A dry ice bomb is a simple explosive device consisting of dry ice and water in a sealed container.

== Overview ==
Dry ice bombs are commonly made from simple materials such as a plastic bottle, water, and dry ice. The bottle is partly filled with water and pieces of dry ice are added with the container being closed tightly soon after. As the solid carbon dioxide warms, it sublimates to gas and the pressure in the bottle increases. Bombs typically rupture within 30 seconds to half an hour, dependent largely on the temperature of the air outside the bottle. A dry ice bomb may develop frost on its exterior prior to exploding.

== Dangers ==
Dry ice bombs can explode within seconds due to the rapid sublimation of dry ice, injuring the handler.

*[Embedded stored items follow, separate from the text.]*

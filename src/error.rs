//! Error types for QR generation.

use thiserror::Error;

use crate::qrcode::DataTooLong;

/// Errors produced by the generation pipeline.
///
/// Logo and document errors never reach a caller: the renderer logs them and degrades to
/// a simpler output instead.
#[derive(Debug, Error)]
pub enum QrError {
    /// The payload does not fit any QR version at the requested error correction level.
    #[error("payload too large for a QR code: {0}")]
    DataTooLong(#[from] DataTooLong),

    #[error("invalid option `{field}`: {reason}")]
    InvalidOption { field: &'static str, reason: String },

    #[error("rendered image would be {side}px wide, limit is {max}px")]
    ImageTooLarge { side: u64, max: u32 },

    #[error("image encoding failed: {0}")]
    Image(#[from] image::ImageError),

    #[error("PDF assembly failed: {0}")]
    Document(String),

    #[error("logo could not be applied: {0}")]
    Logo(String),
}

impl QrError {
    /// True for capacity errors: the payload itself is too large.
    pub fn is_capacity(&self) -> bool {
        matches!(self, QrError::DataTooLong(_))
    }
}

impl From<lopdf::Error> for QrError {
    fn from(err: lopdf::Error) -> Self {
        QrError::Document(err.to_string())
    }
}

pub type Result<T> = std::result::Result<T, QrError>;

The abrupt release of high-pressure gas creates a loud noise, which can cause hearing damage even at substantial distances. Fragments thrown at high speeds can cut or puncture. Bombs that fail to go off cannot be safely approached, as they can spontaneously explode.

Dry ice bombs can also be unintentionally made, especially if dry ice is left in an airtight container for extended periods of time.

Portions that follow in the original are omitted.